WHAT THE EXERCISE ASKS: Your answer should be every line of the entries that has the string "stdout" in it.

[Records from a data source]

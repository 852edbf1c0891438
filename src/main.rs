//! Encryption detection CLI
//!
//! Analyzes one or more files and prints, for each, the chi-square
//! statistic, the Monte Carlo pi estimate and its error, and a confidence
//! percentage that the file is encrypted.

use std::io::{self, Write};
use std::path::PathBuf;
use std::process::ExitCode;

use clap::{CommandFactory, Parser, ValueEnum};
use encdetect::{
    ingest::{FileConfig, InputSource, OutputFormat},
    metrics::MetricsRegistry,
    report::BatchDocument,
    AnalysisError, AnalysisReport, Detector,
};
use tracing::{error, info, warn};

#[derive(Parser)]
#[command(name = "encdetect")]
#[command(about = "Estimate whether files are encrypted using chi-square and Monte Carlo pi")]
#[command(version = encdetect::VERSION)]
struct Cli {
    /// Files to analyze; `-` reads standard input
    inputs: Vec<PathBuf>,

    /// TOML configuration file
    #[arg(long, short)]
    config: Option<PathBuf>,

    /// Report format (overrides the config file)
    #[arg(long, value_enum)]
    format: Option<FormatArg>,

    /// Print all 256 byte counters after each report
    #[arg(long)]
    histogram: bool,

    /// Analyze up to N inputs in parallel
    #[arg(long, short, default_value_t = 1)]
    jobs: usize,

    /// Write Prometheus text-format metrics to this file
    #[arg(long)]
    metrics_file: Option<PathBuf>,

    /// Increase log verbosity (-v info, -vv debug)
    #[arg(long, short, action = clap::ArgAction::Count)]
    verbose: u8,
}

#[derive(Clone, Copy, ValueEnum)]
enum FormatArg {
    Text,
    Toml,
}

impl From<FormatArg> for OutputFormat {
    fn from(arg: FormatArg) -> Self {
        match arg {
            FormatArg::Text => OutputFormat::Text,
            FormatArg::Toml => OutputFormat::Toml,
        }
    }
}

fn main() -> ExitCode {
    let cli = Cli::parse();
    init_logging(cli.verbose);

    if cli.inputs.is_empty() {
        // Nothing to do is not an error.
        if let Err(e) = Cli::command().print_help() {
            warn!("Failed to print usage: {}", e);
        }
        return ExitCode::SUCCESS;
    }

    let mut config = match &cli.config {
        Some(path) => match FileConfig::from_file(path) {
            Ok(config) => config,
            Err(e) => {
                eprintln!("Invalid configuration {}: {}", path.display(), e);
                return ExitCode::from(2);
            }
        },
        None => FileConfig::default(),
    };
    if let Some(format) = cli.format {
        config.output.format = format.into();
    }
    if cli.histogram {
        config.output.show_histogram = true;
    }
    if cli.metrics_file.is_some() {
        config.output.metrics_file = cli.metrics_file.clone();
    }

    let detector = match Detector::from_config(&config) {
        Ok(detector) => detector,
        Err(e) => {
            eprintln!("Invalid configuration: {}", e);
            return ExitCode::from(2);
        }
    };

    let cancel = detector.cancel_token();
    if let Err(e) = ctrlc::set_handler(move || cancel.cancel()) {
        warn!("Could not install Ctrl-C handler: {}", e);
    }

    info!("encdetect v{}", encdetect::VERSION);

    let sources: Vec<InputSource> = cli.inputs.into_iter().map(InputSource::from).collect();
    let results = detector.analyze_all(&sources, cli.jobs);

    if let Err(e) = print_results(&results, &config) {
        error!("Failed to write output: {}", e);
        return ExitCode::FAILURE;
    }

    if let Some(path) = &config.output.metrics_file {
        if let Err(e) = write_metrics(&results, path) {
            error!("Failed to write metrics to {}: {}", path.display(), e);
        }
    }

    let failed = results.iter().filter(|r| r.is_err()).count();
    info!(
        "Analyzed {} inputs: {} ok, {} failed",
        results.len(),
        results.len() - failed,
        failed
    );

    if failed == 0 {
        ExitCode::SUCCESS
    } else {
        ExitCode::FAILURE
    }
}

fn init_logging(verbose: u8) {
    let level = match verbose {
        0 => tracing::Level::WARN,
        1 => tracing::Level::INFO,
        _ => tracing::Level::DEBUG,
    };
    tracing_subscriber::fmt()
        .with_writer(io::stderr)
        .with_env_filter(
            tracing_subscriber::EnvFilter::from_default_env().add_directive(level.into()),
        )
        .init();
}

fn print_results(
    results: &[Result<AnalysisReport, AnalysisError>],
    config: &FileConfig,
) -> io::Result<()> {
    let stdout = io::stdout();
    let mut out = stdout.lock();

    match config.output.format {
        OutputFormat::Toml => {
            let doc = BatchDocument::from_results(results)
                .to_toml()
                .map_err(|e| io::Error::new(io::ErrorKind::InvalidData, e))?;
            out.write_all(doc.as_bytes())?;
        }
        OutputFormat::Text => {
            let mut printed = false;
            for result in results {
                match result {
                    Ok(report) => {
                        if printed {
                            writeln!(out)?;
                        }
                        printed = true;
                        writeln!(out, "{report}")?;
                        if config.output.show_histogram {
                            report.write_histogram(&mut out)?;
                        }
                    }
                    Err(err) => {
                        eprintln!("Error: {err}");
                        if let Some(chi) = err.partial_chi_square() {
                            if printed {
                                writeln!(out)?;
                            }
                            printed = true;
                            writeln!(out, "File: {}", err.input())?;
                            writeln!(out, "Chi-Square Distribution: {chi:.4}")?;
                            writeln!(out, "Monte Carlo Pi Value: n/a (input too short)")?;
                        }
                    }
                }
            }
        }
    }

    out.flush()
}

fn write_metrics(
    results: &[Result<AnalysisReport, AnalysisError>],
    path: &std::path::Path,
) -> Result<(), encdetect::metrics::MetricsError> {
    let registry = MetricsRegistry::new()?;
    registry.record_all(results);
    registry.write_to(path)
}
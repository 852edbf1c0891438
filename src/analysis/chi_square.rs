//! Chi-square goodness-of-fit against a uniform byte distribution.
//!
//! With 256 bins there are 255 degrees of freedom. The critical value at
//! p = 0.05 is about 293.25, which the classifier rounds to 300. Values near
//! that reference are consistent with a high-entropy stream; much larger
//! values indicate structure (text, headers, weak compression).

use super::histogram::{ByteHistogram, BYTE_VALUES};

/// Degrees of freedom for a 256-bin byte histogram.
pub const DEGREES_OF_FREEDOM: usize = BYTE_VALUES - 1;

/// Computes the chi-square statistic of a histogram against a uniform
/// distribution.
///
/// Returns `None` for an empty histogram, where the expected frequency
/// would be zero.
pub fn chi_square(histogram: &ByteHistogram) -> Option<f64> {
    if histogram.is_empty() {
        return None;
    }

    let expected = histogram.total() as f64 / BYTE_VALUES as f64;
    let statistic = histogram
        .counts()
        .iter()
        .map(|&observed| {
            let diff = observed as f64 - expected;
            diff * diff / expected
        })
        .sum();

    Some(statistic)
}

#[cfg(test)]
mod tests {
    use super::*;

    #[test]
    fn test_empty_histogram_has_no_statistic() {
        assert!(chi_square(&ByteHistogram::new()).is_none());
    }

    #[test]
    fn test_equal_counts_is_zero() {
        let mut hist = ByteHistogram::new();
        for _ in 0..4 {
            for b in 0..=255u8 {
                hist.observe(b);
            }
        }
        assert_eq!(chi_square(&hist), Some(0.0));
    }

    #[test]
    fn test_single_value_matches_direct_formula() {
        let total = 1000u64;
        let mut hist = ByteHistogram::new();
        for _ in 0..total {
            hist.observe(0x7A);
        }

        // One bin deviates by total - e, the other 255 by e.
        let e = total as f64 / 256.0;
        let direct = (total as f64 - e).powi(2) / e + 255.0 * e * e / e;
        let stat = chi_square(&hist).unwrap();

        assert!((stat - direct).abs() < 1e-6);
        assert!((stat - 255.0 * total as f64).abs() < 1e-6);
    }

    #[test]
    fn test_single_byte_input() {
        let mut hist = ByteHistogram::new();
        hist.observe(0);
        let stat = chi_square(&hist).unwrap();
        assert!((stat - 255.0).abs() < 1e-9);
    }
}
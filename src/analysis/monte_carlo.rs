//! Monte Carlo estimation of pi from byte windows.
//!
//! Consecutive, non-overlapping windows of `k` bytes are split in half.
//! Each half is read as a big-endian integer, giving a point `(x, y)` in
//! `[0, M] x [0, M]` with `M = 256^(k/2) - 1`. For uniform bytes the
//! fraction of points with `x^2 + y^2 <= M^2` approaches pi / 4.
//!
//! Coordinates are at most 56 bits wide, so squares are exact in `u128`.

use std::f64::consts::PI;

use thiserror::Error;

/// Default window size in bytes.
pub const DEFAULT_WINDOW: usize = 6;

/// Smallest supported window.
pub const MIN_WINDOW: usize = 2;

/// Largest supported window; each half must fit in a `u64` coordinate
/// whose square, doubled, still fits in a `u128`.
pub const MAX_WINDOW: usize = 14;

/// A window size [`MonteCarloPi`] cannot use.
#[derive(Debug, Clone, Copy, PartialEq, Eq, Error)]
#[error("invalid Monte Carlo window size {0} (must be even, 2-14 bytes)")]
pub struct InvalidWindowSize(pub usize);

/// Result of a Monte Carlo pi estimation.
#[derive(Debug, Clone, Copy, PartialEq)]
pub struct PiEstimate {
    /// Estimated value of pi.
    pub value: f64,
    /// Deviation from pi as a percentage of pi.
    pub error_percent: f64,
    /// Number of complete windows scored.
    pub samples: u64,
    /// Number of windows whose point fell inside the quarter circle.
    pub in_circle: u64,
}

impl PiEstimate {
    fn from_counts(in_circle: u64, samples: u64) -> Self {
        let value = 4.0 * in_circle as f64 / samples as f64;
        Self {
            value,
            error_percent: error_percent(value),
            samples,
            in_circle,
        }
    }
}

/// Percentage deviation of an estimate from pi.
pub fn error_percent(estimate: f64) -> f64 {
    100.0 * (PI - estimate).abs() / PI
}

/// Streaming Monte Carlo pi estimator.
///
/// Holds at most one window of bytes. A trailing partial window at the
/// end of the stream is never scored.
#[derive(Debug, Clone)]
pub struct MonteCarloPi {
    window: [u8; MAX_WINDOW],
    window_size: usize,
    filled: usize,
    samples: u64,
    in_circle: u64,
    radius_squared: u128,
}

impl MonteCarloPi {
    /// Creates an estimator with the given window size.
    ///
    /// The window must be even and within [`MIN_WINDOW`, `MAX_WINDOW`].
    pub fn new(window_size: usize) -> Result<Self, InvalidWindowSize> {
        validate_window(window_size)?;
        Ok(Self::with_checked_window(window_size))
    }

    fn with_checked_window(window_size: usize) -> Self {
        let half_bits = 8 * (window_size / 2) as u32;
        let radius = (1u64 << half_bits) - 1;
        Self {
            window: [0; MAX_WINDOW],
            window_size,
            filled: 0,
            samples: 0,
            in_circle: 0,
            radius_squared: (radius as u128) * (radius as u128),
        }
    }

    /// Feeds one byte; scores the window when it becomes full.
    #[inline]
    pub fn observe(&mut self, byte: u8) {
        self.window[self.filled] = byte;
        self.filled += 1;
        if self.filled == self.window_size {
            self.score_window();
            self.filled = 0;
        }
    }

    fn score_window(&mut self) {
        let half = self.window_size / 2;
        let (xs, ys) = self.window[..self.window_size].split_at(half);
        let x = big_endian(xs) as u128;
        let y = big_endian(ys) as u128;

        self.samples += 1;
        if x * x + y * y <= self.radius_squared {
            self.in_circle += 1;
        }
    }

    /// Window size in bytes.
    #[inline]
    pub fn window_size(&self) -> usize {
        self.window_size
    }

    /// Complete windows scored so far.
    #[inline]
    pub fn samples(&self) -> u64 {
        self.samples
    }

    /// Windows whose point fell inside the circle.
    #[inline]
    pub fn in_circle(&self) -> u64 {
        self.in_circle
    }

    /// Bytes currently held in the partial window.
    #[inline]
    pub fn pending(&self) -> usize {
        self.filled
    }

    /// Squared radius of the reference circle, `(256^(k/2) - 1)^2`.
    #[inline]
    pub fn radius_squared(&self) -> u128 {
        self.radius_squared
    }

    /// Returns the pi estimate, or `None` if no complete window was seen.
    pub fn estimate(&self) -> Option<PiEstimate> {
        if self.samples == 0 {
            return None;
        }
        Some(PiEstimate::from_counts(self.in_circle, self.samples))
    }
}

impl Default for MonteCarloPi {
    fn default() -> Self {
        Self::with_checked_window(DEFAULT_WINDOW)
    }
}

/// Checks that a window size is usable by [`MonteCarloPi`].
pub fn validate_window(window_size: usize) -> Result<(), InvalidWindowSize> {
    if !(MIN_WINDOW..=MAX_WINDOW).contains(&window_size) || window_size % 2 != 0 {
        return Err(InvalidWindowSize(window_size));
    }
    Ok(())
}

fn big_endian(bytes: &[u8]) -> u64 {
    bytes.iter().fold(0u64, |acc, &b| (acc << 8) | b as u64)
}

#[cfg(test)]
mod tests {
    use super::*;

    #[test]
    fn test_reference_radius() {
        let mc = MonteCarloPi::default();
        let max = (1u128 << 24) - 1;
        assert_eq!(mc.radius_squared(), max * max);
        assert_eq!(mc.window_size(), 6);
    }

    #[test]
    fn test_new_matches_default() {
        let mc = MonteCarloPi::new(DEFAULT_WINDOW).unwrap();
        assert_eq!(mc.radius_squared(), MonteCarloPi::default().radius_squared());
    }

    #[test]
    fn test_invalid_windows_rejected() {
        for size in [0, 1, 3, 7, 16, 100] {
            assert!(
                MonteCarloPi::new(size).err() == Some(InvalidWindowSize(size)),
                "window {size} should be rejected"
            );
        }
        assert!(MonteCarloPi::new(MAX_WINDOW).is_ok());
    }

    #[test]
    fn test_partial_window_not_scored() {
        let mut mc = MonteCarloPi::default();
        for b in 0..5u8 {
            mc.observe(b);
        }
        assert_eq!(mc.samples(), 0);
        assert_eq!(mc.pending(), 5);
        assert!(mc.estimate().is_none());

        mc.observe(5);
        assert_eq!(mc.samples(), 1);
        assert_eq!(mc.pending(), 0);
    }

    #[test]
    fn test_origin_is_inside() {
        let mut mc = MonteCarloPi::default();
        for _ in 0..6 {
            mc.observe(0);
        }
        assert_eq!(mc.in_circle(), 1);
        assert_eq!(mc.estimate().unwrap().value, 4.0);
    }

    #[test]
    fn test_far_corner_is_outside() {
        let mut mc = MonteCarloPi::default();
        for _ in 0..6 {
            mc.observe(0xFF);
        }
        assert_eq!(mc.in_circle(), 0);
        assert_eq!(mc.estimate().unwrap().value, 0.0);
    }

    #[test]
    fn test_axis_point_on_boundary_is_inside() {
        // x = M, y = 0 lies exactly on the circle.
        let mut mc = MonteCarloPi::default();
        for b in [0xFF, 0xFF, 0xFF, 0x00, 0x00, 0x00] {
            mc.observe(b);
        }
        assert_eq!(mc.in_circle(), 1);
    }

    #[test]
    fn test_coordinates_are_big_endian() {
        assert_eq!(big_endian(&[0x01, 0x02, 0x03]), 0x010203);
        assert_eq!(big_endian(&[0xFF]), 0xFF);
    }

    #[test]
    fn test_error_percent() {
        assert_eq!(error_percent(PI), 0.0);
        assert!((error_percent(4.0) - 100.0 * (4.0 - PI) / PI).abs() < 1e-12);
        assert!((error_percent(0.0) - 100.0).abs() < 1e-12);
    }

    #[test]
    fn test_estimate_from_counts() {
        let est = PiEstimate::from_counts(3, 4);
        assert_eq!(est.value, 3.0);
        assert_eq!(est.samples, 4);
        assert_eq!(est.in_circle, 3);
    }
}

SOLVED EXERCISE:
    let stdout = io::stdout();
    let mut out = stdout.lock();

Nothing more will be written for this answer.